## Source material
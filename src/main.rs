// faqdesk - terminal client for a remote FAQ collection.
// Parses configuration, sets up logging, and runs the TUI until the user quits.

mod api;
mod app;
mod cache;
mod config;
mod controller;
mod error;
mod logging;
mod state;
mod store;
mod ui;

use std::sync::Arc;

use clap::Parser;
use tracing::{error, info};

use crate::api::FaqClient;
use crate::app::App;
use crate::config::{Cli, Config};
use crate::store::FaqStore;

#[tokio::main]
async fn main() -> Result<(), Box<dyn std::error::Error>> {
    let cli = Cli::parse();
    let config = Config::from_cli(&cli)?;

    logging::init_logging(config.verbosity, &config.log_path)?;
    info!(
        api_url = %config.api_url,
        cache_dir = %config.cache_dir.display(),
        cache_mode = ?config.cache_mode,
        "starting faqdesk"
    );

    let client = FaqClient::new(&config.api_url)?;
    let store = Arc::new(FaqStore::new(
        Arc::new(client),
        &config.cache_dir,
        config.cache_mode,
    ));
    let mut app = App::new(store, config.api_url.clone());

    let mut terminal = ratatui::init();
    let result = app.run(&mut terminal);
    ratatui::restore();

    if let Err(e) = &result {
        error!(error = %e, "terminal error");
    }
    info!("exiting faqdesk");
    Ok(result?)
}
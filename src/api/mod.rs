// FAQ API module.
// Provides the HTTP client and types for the remote FAQ collection.

pub mod client;
pub mod endpoints;
pub mod types;

#[cfg(test)]
pub mod fake;

pub use client::FaqClient;
pub use endpoints::FaqApi;
pub use types::{Faq, NewFaq};
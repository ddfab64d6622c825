// State management module.
// Handles the FAQ list, form fields, and in-flight flags of the view.

pub mod faqs;
pub mod form;

pub use faqs::FaqViewState;
pub use form::FormField;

## What is being asked
Above are some lines. Repeat exactly, and only, those from the line that has "mod logging;" through the line that has "let config = Config::from_cli(&cli)?;".

## Answer to the exercise
mod logging;
mod state;
mod store;
mod ui;

use std::sync::Arc;

use clap::Parser;
use tracing::{error, info};

use crate::api::FaqClient;
use crate::app::App;
use crate::config::{Cli, Config};
use crate::store::FaqStore;

#[tokio::main]
async fn main() -> Result<(), Box<dyn std::error::Error>> {
    let cli = Cli::parse();
    let config = Config::from_cli(&cli)?;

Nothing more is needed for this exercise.